Updated: May 18, 2020
I have been following @Tartan_Viking on Instagram, and I have to say not only does he post stunning scenes of Scotland, he sure can pull off a kilt! I have decided to interview him as we were hoping to get him in the 'Men in Kilts calendar' this year, but with lockdown, this is looking like we may have to postpone.
Hi, Eric Tell me a bit about yourself?
My real name is Eric Murdoch. I am 28 years old, with a wife, a 21-month-old son and two wee cats, Dougal and Loki. I've been a tour guide for eight years, starting with the Cadies and Witchery Tours while studying Ancient History at the University of Edinburgh. During my time at Cadies and Witchery Tours, I was what you would call a 'Jumper Ooter' – someone who dresses up as ghostly historical characters and hides around corners, jumping out to scare tourists; it was great fun and certainly improved my cardio. Edinburgh is very hilly, and there's a lot of running involved in the job, and if you were leading the tour, you played the part of Adam Lyal (Deceased), a Highwayman hanged in the Grassmarket on the 27th of March 1811.
Tell us a bit about your current job role?
In November 2016, I started working for Rabbie's, less jumping and scaring but more driving and story-telling. As much as I loved working in the old town of Edinburgh, starting with Rabbie's was a fantastic opportunity to explore Scotland and get paid to do so; it never felt like work either! Both Rabbie's and the Witchery tours are like large families, and so I've been in the fortunate position for both jobs never to feel like 'work'. Every day is different too, touring different routes and with different faces, no single tour is the same. I love being able to travel around Scotland and tell people stories about the country I call home!
Having travelled so much can you tell us your favourite three places to visit?
My top 3 places in Scotland:
1. Has to be a place called Canty Bay. It's not a tourist hotspot, but I've got a lot of fond memories from spending time there, it sits just outside of North Berwick, very close to Tantallon Castle. Probably has the best view of the Bass Rock you can find. Nothing quite resets your mind like spending a weekend down there beside an open fire and listening to the waves crashing against the beach, and the sunrise is beautiful.
2. Brother's Point, Isle of Skye. It would be too easy to say, Skye! The whole island is incredible, but this one wee spot is something else. Not quite as popular as the Fairy Pools, the Quiraing, or Neist Point, but that's just down to the fact that it's not as easy to reach. One teeny car park and a path that's half fallen to bits…but when you get down there! Wow! Words don't do it justice. Boasts some incredible dinosaur footprints too!
3. Glencoe and this one kind of goes without saying, I must have driven through there hundreds of times and it never gets old! Rain, sunshine, or snow, it's always beautiful.

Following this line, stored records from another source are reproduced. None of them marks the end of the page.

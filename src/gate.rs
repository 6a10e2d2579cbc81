//! Validity gate: nothing enters a population without the oracle's approval.

use crate::{EvolutionError, Genotype, Oracle, OracleError};
use serde::{Deserialize, Serialize};
use tracing::{debug, warn};

/// Counters accumulated by a [`ValidityGate`].
#[derive(Clone, Copy, Debug, Default, PartialEq, Eq, Serialize, Deserialize)]
pub struct GateStats {
    /// Factory invocations.
    pub attempts: u64,
    /// Genotypes produced but refused by `is_valid`.
    pub rejected: u64,
    /// Factory calls that failed inside the oracle.
    pub invalid_operations: u64,
}

impl GateStats {
    fn absorb(&mut self, other: GateStats) {
        self.attempts += other.attempts;
        self.rejected += other.rejected;
        self.invalid_operations += other.invalid_operations;
    }
}

/// Repeatedly asks a factory for genotypes until the oracle accepts one.
///
/// The attempt budget is a safeguard against factories that never produce
/// anything valid; running out is fatal for the run.
#[derive(Debug, Clone)]
pub struct ValidityGate {
    max_attempts: usize,
    stats: GateStats,
    total: GateStats,
}

impl ValidityGate {
    pub fn new(max_attempts: usize) -> Self {
        Self {
            max_attempts,
            stats: GateStats::default(),
            total: GateStats::default(),
        }
    }

    pub fn max_attempts(&self) -> usize {
        self.max_attempts
    }

    /// Invokes `factory` until it yields a genotype the oracle deems valid.
    ///
    /// Factory errors consume an attempt and are retried.
    ///
    /// # Errors
    ///
    /// [`EvolutionError::ExhaustedRetries`] once `max_attempts` attempts have
    /// produced nothing valid.
    pub fn produce_valid<G, O, F>(&mut self, oracle: &O, mut factory: F) -> Result<G, EvolutionError>
    where
        G: Genotype,
        O: Oracle<G>,
        F: FnMut() -> Result<G, OracleError>,
    {
        for attempt in 1..=self.max_attempts {
            self.stats.attempts += 1;
            match factory() {
                Ok(genotype) if oracle.is_valid(&genotype) => return Ok(genotype),
                Ok(_) => {
                    self.stats.rejected += 1;
                    debug!(attempt, "genotype rejected by validity check");
                }
                Err(err) => {
                    self.stats.invalid_operations += 1;
                    debug!(attempt, error = %err, "genotype factory failed");
                }
            }
        }
        warn!(
            attempts = self.max_attempts,
            "validity gate exhausted its attempt budget"
        );
        Err(EvolutionError::ExhaustedRetries {
            attempts: self.max_attempts,
        })
    }

    /// Counters since the last call to `take_stats`.
    pub fn stats(&self) -> GateStats {
        self.stats
    }

    /// Counters over the gate's whole lifetime.
    pub fn total(&self) -> GateStats {
        let mut total = self.total;
        total.absorb(self.stats);
        total
    }

    /// Returns the counters since the previous call and resets them.
    pub fn take_stats(&mut self) -> GateStats {
        let stats = std::mem::take(&mut self.stats);
        self.total.absorb(stats);
        stats
    }
}
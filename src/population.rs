//! Population manager: owns the current generation, split into islands.
//!
//! Without an island model there is exactly one island. Each generation is
//! replaced wholesale; individuals are never edited in place once evaluated.

use crate::{
    EvolutionError, Genotype, Individual, Oracle, OracleError, ReplacementPolicy,
    SelectionPolicy, ValidityGate,
};
use rand::Rng;
use serde::{Deserialize, Serialize};

#[derive(Clone, Debug, Serialize, Deserialize)]
#[serde(bound = "G: Genotype")]
pub struct PopulationManager<G: Genotype> {
    islands: Vec<Vec<Individual<G>>>,
    next_id: u64,
}

impl<G: Genotype> PopulationManager<G> {
    /// Creates an empty manager with `islands` groups (at least one).
    pub fn new(islands: usize) -> Self {
        Self {
            islands: vec![vec![]; islands.max(1)],
            next_id: 0,
        }
    }

    /// Fills the population with `size` valid individuals, spread over the
    /// islands in contiguous blocks. Any previous content is discarded.
    ///
    /// # Errors
    ///
    /// [`EvolutionError::ExhaustedRetries`] when the gate cannot get a valid
    /// genotype out of `factory`.
    pub fn initialize<O, F>(
        &mut self,
        size: usize,
        oracle: &O,
        gate: &mut ValidityGate,
        mut factory: F,
    ) -> Result<(), EvolutionError>
    where
        O: Oracle<G>,
        F: FnMut() -> Result<G, OracleError>,
    {
        let count = self.islands.len();
        let per_island = size.div_ceil(count);
        let mut islands = vec![Vec::with_capacity(per_island); count];
        for slot in 0..size {
            let genotype = gate.produce_valid(oracle, &mut factory)?;
            let island = (slot / per_island).min(count - 1);
            islands[island].push(self.admit(genotype, island));
        }
        self.islands = islands;
        Ok(())
    }

    /// Wraps a gate-approved genotype into a fresh, unevaluated individual.
    pub fn admit(&mut self, genotype: G, island: usize) -> Individual<G> {
        let id = self.next_id;
        self.next_id += 1;
        Individual {
            id,
            genotype,
            fitness: None,
            descriptor: vec![],
            island,
        }
    }

    pub fn island_count(&self) -> usize {
        self.islands.len()
    }

    pub fn island(&self, island: usize) -> &[Individual<G>] {
        self.islands.get(island).map_or(&[], Vec::as_slice)
    }

    pub fn members(&self) -> impl Iterator<Item = &Individual<G>> {
        self.islands.iter().flatten()
    }

    pub fn len(&self) -> usize {
        self.islands.iter().map(Vec::len).sum()
    }

    pub fn is_empty(&self) -> bool {
        self.len() == 0
    }

    /// Best evaluated individual across all islands.
    pub fn best(&self) -> Option<&Individual<G>> {
        self.members()
            .filter(|m| m.fitness.is_some())
            .max_by(|a, b| a.rank_cmp(b))
    }

    /// Draws `k` parent indices from one island.
    pub fn select<R: Rng>(
        &self,
        island: usize,
        k: usize,
        policy: &SelectionPolicy,
        rng: &mut R,
    ) -> Vec<usize> {
        policy.select(self.island(island), k, rng)
    }

    /// Removes every individual, e.g. to evaluate them outside the manager.
    pub fn take_all(&mut self) -> Vec<Individual<G>> {
        self.islands.iter_mut().flat_map(std::mem::take).collect()
    }

    /// Puts individuals back on the islands they are tagged with.
    pub fn restore(&mut self, individuals: Vec<Individual<G>>) {
        let last = self.islands.len() - 1;
        for individual in individuals {
            let island = individual.island.min(last);
            self.islands[island].push(individual);
        }
    }

    /// Produces the next generation from the current one and `offspring`.
    ///
    /// Offspring are routed to their own island; each island keeps its size.
    pub fn replace(
        &mut self,
        offspring: Vec<Individual<G>>,
        policy: &ReplacementPolicy,
        niche_resolution: Option<usize>,
    ) {
        let count = self.islands.len();
        let mut incoming: Vec<Vec<Individual<G>>> = vec![vec![]; count];
        for child in offspring {
            let island = child.island.min(count - 1);
            incoming[island].push(child);
        }
        let current = std::mem::take(&mut self.islands);
        self.islands = current
            .into_iter()
            .zip(incoming)
            .map(|(parents, children)| {
                let size = parents.len();
                policy.replace(parents, children, size, niche_resolution)
            })
            .collect();
    }

    /// Ring migration: copies of the best `migrants` of island `i` replace the
    /// worst `migrants` of island `i + 1`. Copies get fresh ids.
    pub fn migrate(&mut self, migrants: usize) {
        let count = self.islands.len();
        if count < 2 || migrants == 0 {
            return;
        }
        for island in &mut self.islands {
            island.sort_by(|a, b| b.rank_cmp(a));
        }
        let emigrants: Vec<Vec<Individual<G>>> = self
            .islands
            .iter()
            .map(|island| island.iter().take(migrants).cloned().collect())
            .collect();
        for (from, group) in emigrants.into_iter().enumerate() {
            let to = (from + 1) % count;
            let keep = self.islands[to].len().saturating_sub(group.len());
            self.islands[to].truncate(keep);
            for mut migrant in group {
                migrant.id = self.next_id;
                self.next_id += 1;
                migrant.island = to;
                self.islands[to].push(migrant);
            }
        }
        for island in &mut self.islands {
            island.sort_by(|a, b| b.rank_cmp(a));
        }
    }
}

You are in incredible shape, what is your secret?
Health and fitness are essential to me! When I started at Rabbie's, I was aware I'd be sitting down for hours on end and got myself a gym membership, forcing myself in every morning before work, determined not to put on weight. It took a month or so before it became a habit and then it turned into a hobby. My diet changed along with it too, and I've become healthier now than I was before. It's all about mindset and prioritisation. I also have type 1 diabetes, and it helps keep it under control.
What is the best thing about being Scottish?
The best thing about being Scottish? Patter, humour, and banter. I don't know what it is, or if it's genetic, but nowhere else in the world does these things as Scotland does. From statues with cones on their heads to John Smeaton booting a flaming terrorist between the legs at Glasgow Airport or the fact that Scotland's motto is basically a threat "Nemo me impune lacessit". We don't take things too seriously, and I love it!
Do you have a clan name and if so, what are your tartan colours?
As for clans, I'm a bit of a mix, Murdoch, Galloway, McLeod and Miller, to name a few. There are tartans for each of those, but I don't own any. I have four kilts, one of which is a Great Kilt, or feileadh mhor, that tartan is Cuillins of Skye. The other three are Blue Ramsay, Thistle and Jaggy Thistle. The earthy colours of the feileadh mhor are great for a more traditional look, but I do like the purple of the thistle tartans, and I've never seen that many people who wear them either.
What do you love most about wearing a kilt, and the question everyone is dying to know: what do you wear underneath a kilt?
The best thing about wearing a kilt? Where do you start?! They're incredibly comfortable, great conversation starters, work well in formal dress, or more relaxed t-shirt and boots, and they keep Scotland's past and culture alive.
During the winter months, people frequently question, "Do you not get cold wearing that?". Not really, I quite like the cold weather, and the material is incredibly thick, so lovely and warm. That doesn't make them unbearable to wear in the summer though as they're open at the bottom, so you get a gentle breeze… which I feel helps answer your last question!